On Sun, 2005-05-15 at 23:48, Joseph D. Wagner wrote:
> > May 15 04:03:30 localhost kernel: EXT3-fs error (device sdd1):
> > ext3_xattr_get: inode 63343526: bad block 165510584
> > May 15 04:03:34 localhost kernel: EXT3-fs error (device sdd1):
> > ext3_xattr_get: inode 63343381: bad block 141623810
> > May 15 04:03:34 localhost kernel: EXT3-fs error (device sdd1):
> > ext3_xattr_get: inode 63947123: bad block 203323361
> 
> These errors cannot be caused by a bug in the file system.

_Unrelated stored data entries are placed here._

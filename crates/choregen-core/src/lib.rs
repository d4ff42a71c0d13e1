//! Core domain logic for choregen: automatic task generation for households.
//!
//! The pipeline, leaves first:
//!
//! - [`recurrence`] -- pure calendar arithmetic: next occurrence(s) of a
//!   recurrence rule, previews, human-readable labels.
//! - [`catalog`] -- the immutable, age/period-scoped template catalog with
//!   filter and statistics operations.
//! - [`milestones`] -- age-linked milestones (vaccinations, registrations),
//!   queryable by age window.
//! - [`planner`] -- combines a child's age with the catalog, milestones, and
//!   household overrides to produce deterministic generation candidates.
//! - [`materialize`] -- turns accepted candidates into persisted task rows
//!   plus ledger entries, at most once per generation key.
//!
//! Everything above `materialize` is side-effect free and safe to call from
//! any number of threads.

pub mod catalog;
pub mod materialize;
pub mod milestones;
pub mod planner;
pub mod recurrence;
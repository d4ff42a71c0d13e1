//! Query functions for the `household_tasks` table.

use anyhow::{Context, Result};
use chrono::NaiveDate;
use sqlx::postgres::PgExecutor;
use sqlx::PgPool;
use uuid::Uuid;

use crate::models::HouseholdTask;

/// Insert a materialized task row. Returns the inserted task with
/// server-generated defaults (id, created_at).
///
/// Accepts any executor so materialization can run it in the same
/// transaction as the ledger insert.
pub async fn insert_task<'e>(
    executor: impl PgExecutor<'e>,
    household_id: Uuid,
    child_id: Uuid,
    title: &str,
    deadline: NaiveDate,
    weight: i16,
) -> Result<HouseholdTask> {
    let task = sqlx::query_as::<_, HouseholdTask>(
        "INSERT INTO household_tasks (household_id, child_id, title, deadline, weight) \
         VALUES ($1, $2, $3, $4, $5) \
         RETURNING *",
    )
    .bind(household_id)
    .bind(child_id)
    .bind(title)
    .bind(deadline)
    .bind(weight)
    .fetch_one(executor)
    .await
    .context("failed to insert household task")?;

    Ok(task)
}

/// Fetch a single task by ID.
pub async fn get_task(pool: &PgPool, id: Uuid) -> Result<Option<HouseholdTask>> {
    let task = sqlx::query_as::<_, HouseholdTask>("SELECT * FROM household_tasks WHERE id = $1")
        .bind(id)
        .fetch_optional(pool)
        .await
        .context("failed to fetch household task")?;

    Ok(task)
}

/// List all tasks for a child, earliest deadline first.
pub async fn list_tasks_for_child(pool: &PgPool, child_id: Uuid) -> Result<Vec<HouseholdTask>> {
    let tasks = sqlx::query_as::<_, HouseholdTask>(
        "SELECT * FROM household_tasks WHERE child_id = $1 ORDER BY deadline ASC, created_at ASC",
    )
    .bind(child_id)
    .fetch_all(pool)
    .await
    .context("failed to list tasks for child")?;

    Ok(tasks)
}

Yes they can, and almost certainly were: I'm not sure why you'd assert
otherwise.  These messages are coming straight back from ext3 when it
doesn't find the right magic number in an xattr block.  Looking at the
kernel version in the initial error:

> Linux localhost.localdomain 2.6.9-1.667smp #1 SMP Tue Nov 2 14:59:52
> EST 2004 i686 i686 i386 GNU/Linux

Andreas and I found and fixed an xattr sharing bug in December 2004,
about five months ago.  It's a race when one process is deleting an
unshared xattr block while another process is simultaneously trying to
share it, and it seems to be particularly visible when you've got
SELinux on.  The fix is in the core mbcache.c code, but directly affects
ext3 xattrs.

This was fixed both upstream and in Fedora updates quite some time ago. 
"yum update" is your friend in this case. :-)

Cheers,
 Stephen




From sct at redhat.com  Fri May 27 15:24:24 2005
From: sct at redhat.com (Stephen C. Tweedie)
Date: Fri, 27 May 2005 16:24:24 +0100
Subject: Intermittent ext3 corruption on external firewire
	Micronet1.5Tb RAID on FC3
In-Reply-To: <200505170741.j4H7fnl2031520@josephdwagner.info>
References: <200505170741.j4H7fnl2031520@josephdwagner.info>
Message-ID: <1117207464.1957.53.camel@sisko.sctweedie.blueyonder.co.uk>

Hi,

On Tue, 2005-05-17 at 08:42, Joseph D. Wagner wrote:
> > What I would do (if you don't mind overwriting the disk, presumably
> > not if it is just new and doesn't contain important data) is to
> > write a small test program to write the byte offset at the start of
> > every 4kB block on the disk, then read them all back and verify it
> > is correct.
> 
> That's what badblocks is for when doing a destructive write test.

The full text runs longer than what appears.